Edward Ord, Ord and Norman, San Francisco, Cal., argued for plaintiff-appellant.
B. Paul Klein, Dept. of Justice, Washington, D.C., argued for defendant-appellee. With him on the brief were Roger M. Olsen, Asst. Atty. Gen., Michael L. Paup and Gilbert S. Rothenberg.
Before MARKEY, Chief Judge, NEWMAN and BISSELL, Circuit Judges.
PAULINE NEWMAN, Circuit Judge.
The government's Petition for Rehearing is granted, to the following extent:
* The government requests clarification of the court's decision1 with respect to the procedure to be followed upon remand to the Claims Court.
In deciding the motion the Claims Court appropriately drew all factual inferences in favor of the non-movant, and thus the premise of the Claims Court's decision, and of our reversal thereof, was the non-movant's factual position. We held that on all the circumstances oral withdrawal had been established and taxpayer Haber was entitled to rely thereon.2
The government now seeks verification from this court of its right to litigate the underlying factual premises, including further evidence, discovery, and trial. Haber responds that all available evidence was before the Claims Court, pointing to the government's destruction of its files. Our decision on the law does not bar the government from seeking to adduce further evidence before the Claims Court, in accordance with usual procedures appurtenant to remand following reversal. However, it is the responsibility and authority of the Claims Court to determine the extent and to manage the detail of such proceedings.

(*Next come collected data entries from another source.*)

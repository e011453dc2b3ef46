use super::ids::{AuthorizationId, CustomerId, LoanId, SettlementId, TransactionId};
use super::money::Amount;
use crate::error::{AutopayError, Result};
use chrono::{Duration, NaiveDate, NaiveDateTime};
use serde::{Deserialize, Serialize};
use std::fmt;

/// Return codes that end a retry chain immediately, with their bank meaning.
pub const NON_RETRYABLE_RETURN_CODES: [(&str, &str); 9] = [
    ("R02", "Account Closed"),
    ("R03", "No Account"),
    ("R04", "Invalid Account Number"),
    ("R07", "Authorization Revoked"),
    ("R08", "Payment Stopped"),
    ("R10", "Customer Advises Unauthorized"),
    ("R16", "Account Frozen"),
    ("R20", "Non-Transaction Account"),
    ("R29", "Corporate Not Authorized"),
];

/// Bank-reported reason a debit did not clear, e.g. `R01` (insufficient funds).
#[derive(Debug, Clone, PartialEq, Eq, Serialize, Deserialize)]
#[serde(transparent)]
pub struct ReturnCode(String);

impl ReturnCode {
    pub fn new(code: impl AsRef<str>) -> Self {
        Self(code.as_ref().trim().to_ascii_uppercase())
    }

    /// Builds a code from an optional processor field, treating blanks as absent.
    pub fn from_field(code: Option<&str>) -> Option<Self> {
        code.map(str::trim)
            .filter(|c| !c.is_empty())
            .map(ReturnCode::new)
    }

    pub fn as_str(&self) -> &str {
        &self.0
    }

    pub fn is_retryable(&self) -> bool {
        self.description().is_none()
    }

    /// Meaning of a non-retryable code; `None` for every retryable one.
    pub fn description(&self) -> Option<&'static str> {
        NON_RETRYABLE_RETURN_CODES
            .iter()
            .find(|(code, _)| *code == self.0)
            .map(|(_, description)| *description)
    }
}

impl fmt::Display for ReturnCode {
    fn fmt(&self, f: &mut fmt::Formatter<'_>) -> fmt::Result {
        f.write_str(&self.0)
    }
}

#[derive(Debug, Clone, Copy, PartialEq, Eq, Hash, Serialize, Deserialize)]
pub enum TransactionStatus {
    Scheduled,
    Initiated,
    Processing,
    Success,
    Returned,
    Failed,
    Cancelled,
}

impl TransactionStatus {
    /// Success and Cancelled are final; nothing reported later changes them.
    pub fn is_terminal(&self) -> bool {
        matches!(self, TransactionStatus::Success | TransactionStatus::Cancelled)
    }

    /// Statuses that still count against a due date when scanning for
    /// upcoming payments.
    pub fn is_open(&self) -> bool {
        !matches!(
            self,
            TransactionStatus::Cancelled | TransactionStatus::Failed | TransactionStatus::Returned
        )
    }

    pub fn is_failure(&self) -> bool {
        matches!(self, TransactionStatus::Failed | TransactionStatus::Returned)
    }

    pub fn as_str(&self) -> &'static str {
        match self {
            TransactionStatus::Scheduled => "Scheduled",
            TransactionStatus::Initiated => "Initiated",
            TransactionStatus::Processing => "Processing",
            TransactionStatus::Success => "Success",
            TransactionStatus::Returned => "Returned",
            TransactionStatus::Failed => "Failed",
            TransactionStatus::Cancelled => "Cancelled",
        }
    }
}

impl fmt::Display for TransactionStatus {
    fn fmt(&self, f: &mut fmt::Formatter<'_>) -> fmt::Result {
        f.write_str(self.as_str())
    }
}

/// Why a debit did not go through.
#[derive(Debug, Clone, Default, PartialEq, Eq)]
pub struct FailureDetails {
    pub failure_code: Option<String>,
    pub failure_reason: Option<String>,
    pub return_code: Option<ReturnCode>,
}

/// One scheduled or submitted debit against a loan.
#[derive(Debug, Clone, PartialEq, Eq, Serialize, Deserialize)]
pub struct AchTransaction {
    pub id: TransactionId,
    pub authorization_id: AuthorizationId,
    pub loan_id: LoanId,
    pub customer_id: CustomerId,
    pub amount: Amount,
    pub status: TransactionStatus,
    pub scheduled_date: NaiveDate,
    /// Due date of the instalment this debit pays.
    pub due_date: Option<NaiveDate>,
    pub processor_transaction_id: Option<String>,
    /// Last status string the processor reported, verbatim.
    pub processor_status: Option<String>,
    pub failure_code: Option<String>,
    pub failure_reason: Option<String>,
    pub return_code: Option<ReturnCode>,
    pub retry_attempt: u32,
    pub max_retries: u32,
    pub next_retry_date: Option<NaiveDate>,
    /// Shared by every transaction of a retry lineage; the id of the first one.
    pub chain_id: Option<TransactionId>,
    pub initiated_at: Option<NaiveDateTime>,
    pub settlement_date: Option<NaiveDate>,
    pub completed_at: Option<NaiveDateTime>,
    pub settlement_id: Option<SettlementId>,
    pub notification_sent: bool,
    pub created_at: NaiveDateTime,
}

impl AchTransaction {
    #[allow(clippy::too_many_arguments)]
    pub fn scheduled(
        authorization_id: AuthorizationId,
        loan_id: LoanId,
        customer_id: CustomerId,
        amount: Amount,
        scheduled_date: NaiveDate,
        due_date: Option<NaiveDate>,
        max_retries: u32,
        now: NaiveDateTime,
    ) -> Self {
        Self {
            id: TransactionId::generate(),
            authorization_id,
            loan_id,
            customer_id,
            amount,
            status: TransactionStatus::Scheduled,
            scheduled_date,
            due_date,
            processor_transaction_id: None,
            processor_status: None,
            failure_code: None,
            failure_reason: None,
            return_code: None,
            retry_attempt: 0,
            max_retries,
            next_retry_date: None,
            chain_id: None,
            initiated_at: None,
            settlement_date: None,
            completed_at: None,
            settlement_id: None,
            notification_sent: false,
            created_at: now,
        }
    }

    fn expect_status(&self, allowed: &[TransactionStatus], message: &str) -> Result<()> {
        if allowed.contains(&self.status) {
            Ok(())
        } else {
            Err(AutopayError::InvalidTransition(format!(
                "{message} (transaction {} is {})",
                self.id, self.status
            )))
        }
    }

    fn expect_not_terminal(&self) -> Result<()> {
        if self.status.is_terminal() {
            return Err(AutopayError::InvalidTransition(format!(
                "Transaction {} is {} and can no longer change",
                self.id, self.status
            )));
        }
        Ok(())
    }

    pub fn chain_root(&self) -> TransactionId {
        self.chain_id.unwrap_or(self.id)
    }

    /// Records a submission the processor accepted.
    pub fn record_initiated(
        &mut self,
        processor_transaction_id: String,
        processor_status: String,
        now: NaiveDateTime,
        settlement_date: NaiveDate,
    ) -> Result<()> {
        self.expect_status(
            &[TransactionStatus::Scheduled],
            "Only scheduled transactions can be initiated",
        )?;
        self.status = TransactionStatus::Initiated;
        self.processor_transaction_id = Some(processor_transaction_id);
        self.processor_status = Some(processor_status);
        self.initiated_at = Some(now);
        self.settlement_date = Some(settlement_date);
        Ok(())
    }

    /// Records a submission the processor refused. No retry is scheduled for
    /// submission failures.
    pub fn record_submission_failure(
        &mut self,
        failure_code: Option<String>,
        failure_reason: String,
    ) -> Result<()> {
        self.expect_status(
            &[TransactionStatus::Scheduled],
            "Only scheduled transactions can be initiated",
        )?;
        self.status = TransactionStatus::Failed;
        self.failure_code = failure_code;
        self.failure_reason = Some(failure_reason);
        Ok(())
    }

    pub fn mark_processing(&mut self, processor_status: &str) -> Result<()> {
        self.expect_status(
            &[TransactionStatus::Initiated],
            "Only initiated transactions move to processing",
        )?;
        self.status = TransactionStatus::Processing;
        self.processor_status = Some(processor_status.to_string());
        Ok(())
    }

    pub fn mark_success(&mut self, processor_status: Option<&str>, now: NaiveDateTime) -> Result<()> {
        if self.status == TransactionStatus::Cancelled {
            return Err(AutopayError::InvalidTransition(format!(
                "Transaction {} is cancelled",
                self.id
            )));
        }
        self.status = TransactionStatus::Success;
        self.completed_at = Some(now);
        self.next_retry_date = None;
        if let Some(status) = processor_status {
            self.processor_status = Some(status.to_string());
        }
        Ok(())
    }

    /// Moves to Returned (when a return code is present) or Failed, and
    /// schedules a retry date when the lineage is still eligible.
    ///
    /// Returns whether a retry was scheduled. The retry transaction itself is
    /// created later by the retry sweep.
    pub fn mark_failed(
        &mut self,
        details: FailureDetails,
        now: NaiveDateTime,
        retry_delay_days: u32,
    ) -> Result<bool> {
        self.expect_not_terminal()?;
        self.status = if details.return_code.is_some() {
            TransactionStatus::Returned
        } else {
            TransactionStatus::Failed
        };
        self.failure_code = details.failure_code;
        self.failure_reason = details.failure_reason;
        self.return_code = details.return_code;
        self.completed_at = Some(now);

        if self.should_retry(self.return_code.as_ref()) {
            self.next_retry_date = Some(now.date() + Duration::days(i64::from(retry_delay_days)));
            Ok(true)
        } else {
            self.next_retry_date = None;
            Ok(false)
        }
    }

    pub fn should_retry(&self, return_code: Option<&ReturnCode>) -> bool {
        if self.retry_attempt >= self.max_retries {
            return false;
        }
        return_code.is_none_or(ReturnCode::is_retryable)
    }

    pub fn cancel(&mut self, reason: Option<String>) -> Result<()> {
        self.expect_status(
            &[TransactionStatus::Scheduled, TransactionStatus::Initiated],
            "Only scheduled or initiated transactions can be cancelled",
        )?;
        self.status = TransactionStatus::Cancelled;
        self.failure_reason = Some(reason.unwrap_or_else(|| "Cancelled by user".to_string()));
        Ok(())
    }

    /// Cancellation reported by the processor; accepted from any non-terminal status.
    pub fn mark_cancelled_upstream(&mut self, processor_status: &str) -> Result<()> {
        self.expect_not_terminal()?;
        self.status = TransactionStatus::Cancelled;
        self.processor_status = Some(processor_status.to_string());
        self.next_retry_date = None;
        Ok(())
    }

    /// Builds the next attempt of this lineage as a fresh Scheduled
    /// transaction. The caller is responsible for checking the mandate.
    pub fn next_attempt(&self, today: NaiveDate, now: NaiveDateTime) -> Result<AchTransaction> {
        self.expect_status(
            &[TransactionStatus::Failed, TransactionStatus::Returned],
            "Only failed or returned transactions can be retried",
        )?;
        if self.retry_attempt >= self.max_retries {
            return Err(AutopayError::InvalidTransition(format!(
                "Maximum retry attempts reached for transaction {}",
                self.id
            )));
        }
        let mut retry = AchTransaction::scheduled(
            self.authorization_id,
            self.loan_id.clone(),
            self.customer_id.clone(),
            self.amount,
            today,
            self.due_date,
            self.max_retries,
            now,
        );
        retry.retry_attempt = self.retry_attempt + 1;
        retry.chain_id = Some(self.chain_root());
        Ok(retry)
    }

    pub fn clear_retry(&mut self) {
        self.next_retry_date = None;
    }
}

/// Query-by-filter over stored transactions. Empty criteria match everything.
#[derive(Debug, Clone, Default, PartialEq, Eq)]
pub struct TransactionFilter {
    pub statuses: Vec<TransactionStatus>,
    pub authorization_id: Option<AuthorizationId>,
    pub loan_id: Option<LoanId>,
    pub scheduled_on_or_before: Option<NaiveDate>,
    pub scheduled_on_or_after: Option<NaiveDate>,
    pub retry_due_on_or_before: Option<NaiveDate>,
}

impl TransactionFilter {
    pub fn with_statuses(statuses: &[TransactionStatus]) -> Self {
        Self {
            statuses: statuses.to_vec(),
            ..Self::default()
        }
    }

    pub fn authorization(mut self, id: AuthorizationId) -> Self {
        self.authorization_id = Some(id);
        self
    }

    pub fn loan(mut self, id: LoanId) -> Self {
        self.loan_id = Some(id);
        self
    }

    pub fn scheduled_on_or_before(mut self, date: NaiveDate) -> Self {
        self.scheduled_on_or_before = Some(date);
        self
    }

    pub fn scheduled_on_or_after(mut self, date: NaiveDate) -> Self {
        self.scheduled_on_or_after = Some(date);
        self
    }

    pub fn retry_due_on_or_before(mut self, date: NaiveDate) -> Self {
        self.retry_due_on_or_before = Some(date);
        self
    }

    pub fn matches(&self, txn: &AchTransaction) -> bool {
        (self.statuses.is_empty() || self.statuses.contains(&txn.status))
            && self
                .authorization_id
                .is_none_or(|id| id == txn.authorization_id)
            && self.loan_id.as_ref().is_none_or(|loan| *loan == txn.loan_id)
            && self
                .scheduled_on_or_before
                .is_none_or(|date| txn.scheduled_date <= date)
            && self
                .scheduled_on_or_after
                .is_none_or(|date| txn.scheduled_date >= date)
            && self
                .retry_due_on_or_before
                .is_none_or(|date| txn.next_retry_date.is_some_and(|due| due <= date))
    }
}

The government also petitions this court to "correct" our statement that " [t]he government conceded before the Claims Court that the IRS could orally withdraw a notice of disallowance." Haber, 831 F.2d at 1052. The government states that it made no such concession. The exchange before the Claims Court included the following statements of government counsel:
[T]he government agrees that the Internal Revenue Service could withdraw a notice of disallowance within the two year period of limitations and conduct a formal reconsideration within that two year period ...
Referring to Mr. Lasker's declaration, counsel continued:
It appears that there was a formal reconsideration but when any formal withdrawal, oral or written, was ever made is not clear from the declaration. And we state that Beardsley [a case upholding reliance on oral withdrawal] is clearly distinguishable because the court there found it was apparently unfair to bind the taxpayer.

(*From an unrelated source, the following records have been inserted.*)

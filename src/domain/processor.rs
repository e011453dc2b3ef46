//! Values exchanged with the ACH processor and the notification channel.
//!
//! Processor calls never fail with an [`AutopayError`](crate::error::AutopayError):
//! every outcome, including transport trouble, comes back as a
//! [`ProcessorFailure`] for the caller to branch on.

use super::authorization::{
    AccountNumber, AccountType, CheckType, ProcessorToken, RoutingNumber, TokenSource,
    VerificationStatus,
};
use super::ids::{CustomerId, LoanId, TransactionId};
use super::money::Amount;
use super::transaction::AchTransaction;
use chrono::NaiveDate;
use serde::Serialize;
use thiserror::Error;

#[derive(Error, Debug, Clone, PartialEq, Eq)]
#[error("{message}")]
pub struct ProcessorFailure {
    pub code: Option<String>,
    pub message: String,
}

impl ProcessorFailure {
    pub fn new(code: Option<String>, message: impl Into<String>) -> Self {
        Self {
            code,
            message: message.into(),
        }
    }

    pub fn message(message: impl Into<String>) -> Self {
        Self::new(None, message)
    }
}

pub type ProcessorResult<T> = std::result::Result<T, ProcessorFailure>;

/// Raw bank details submitted once for tokenization.
#[derive(Debug, Clone)]
pub struct TokenizeRequest {
    pub routing_number: RoutingNumber,
    pub account_number: AccountNumber,
    pub account_type: AccountType,
    pub customer_name: String,
    pub check_type: Option<CheckType>,
}

/// A tokenized account together with the processor's verification verdict.
#[derive(Debug, Clone, PartialEq, Eq)]
pub struct VerifiedAccount {
    pub token: ProcessorToken,
    pub bank_name: Option<String>,
    pub verification: VerificationStatus,
    pub verification_code: Option<String>,
    pub verification_description: Option<String>,
    pub routing_last4: String,
    pub account_last4: String,
    pub reference_id: Option<String>,
}

#[derive(Debug, Clone)]
pub struct PaymentRequest {
    pub amount: Amount,
    pub token: ProcessorToken,
    pub token_source: TokenSource,
    pub customer_name: String,
    pub description: String,
    /// Our transaction id, echoed back by webhooks.
    pub reference_id: TransactionId,
    pub sec_code: String,
    pub customer_ip: Option<String>,
}

#[derive(Debug, Clone, PartialEq, Eq)]
pub struct PaymentSubmission {
    pub processor_transaction_id: String,
    pub status: String,
    pub reference_id: Option<String>,
}

/// One status observation for a payment, from a poll or a webhook.
#[derive(Debug, Clone, Default, PartialEq, Eq)]
pub struct StatusReport {
    pub processor_transaction_id: Option<String>,
    pub reference_id: Option<String>,
    pub status: Option<String>,
    pub return_code: Option<String>,
    pub return_description: Option<String>,
    pub response_code: Option<String>,
    pub description: Option<String>,
}

#[derive(Debug, Clone, Copy, PartialEq, Eq, Serialize)]
#[serde(rename_all = "snake_case")]
pub enum NoticeKind {
    Upcoming,
    Success,
    Failure,
}

/// A customer-facing message about one debit.
#[derive(Debug, Clone, PartialEq, Eq, Serialize)]
pub struct Notice {
    pub kind: NoticeKind,
    pub customer_id: CustomerId,
    pub loan_id: LoanId,
    pub transaction_id: TransactionId,
    pub amount: Amount,
    pub scheduled_date: NaiveDate,
    pub failure_reason: Option<String>,
}

impl Notice {
    pub fn for_transaction(kind: NoticeKind, txn: &AchTransaction) -> Self {
        Self {
            kind,
            customer_id: txn.customer_id.clone(),
            loan_id: txn.loan_id.clone(),
            transaction_id: txn.id,
            amount: txn.amount,
            scheduled_date: txn.scheduled_date,
            failure_reason: txn.failure_reason.clone(),
        }
    }

    pub fn subject(&self) -> String {
        match self.kind {
            NoticeKind::Upcoming => format!("Upcoming Payment - {}", self.amount),
            NoticeKind::Success => format!("Payment Successful - {}", self.amount),
            NoticeKind::Failure => format!("Payment Failed - {}", self.amount),
        }
    }

    pub fn template(&self) -> &'static str {
        match self.kind {
            NoticeKind::Upcoming => "ach_payment_upcoming",
            NoticeKind::Success => "ach_payment_success",
            NoticeKind::Failure => "ach_payment_failure",
        }
    }
}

Appendix at 99-101 (emphasis added). The government did not in its briefs on appeal negate these statements. However, we accept that these statements were made in the context of the facts of this suit, and therefore we accommodate the government's request, leaving the record to speak for itself. Accordingly,
IT IS ORDERED THAT:
On 831 F.2d at 1052, delete the following sentence:
--The government conceded before the Claims Court that the IRS could orally withdraw a notice of disallowance.--
BISSELL, Circuit Judge, concurring-in-part, dissenting-in-part.
I concur in part II of the order. In light of the deletion directed there, I must also order the deletion of the following sentence on 831 F.2d at 1055:
The government's concession that the Internal Revenue Service could orally withdraw a notice of disallowance is insufficient standing alone to make the first notice "defective," or to toll the statute.
In its place, I order the insertion of the following:
An oral withdrawal by the Internal Revenue Service of a notice of disallowance is insufficient standing alone to make the first notice "defective," or to toll the statute.
I dissent in part I of the order. I would have granted the government's Petition for Rehearing in full, and adopted the dissent as the court's opinion.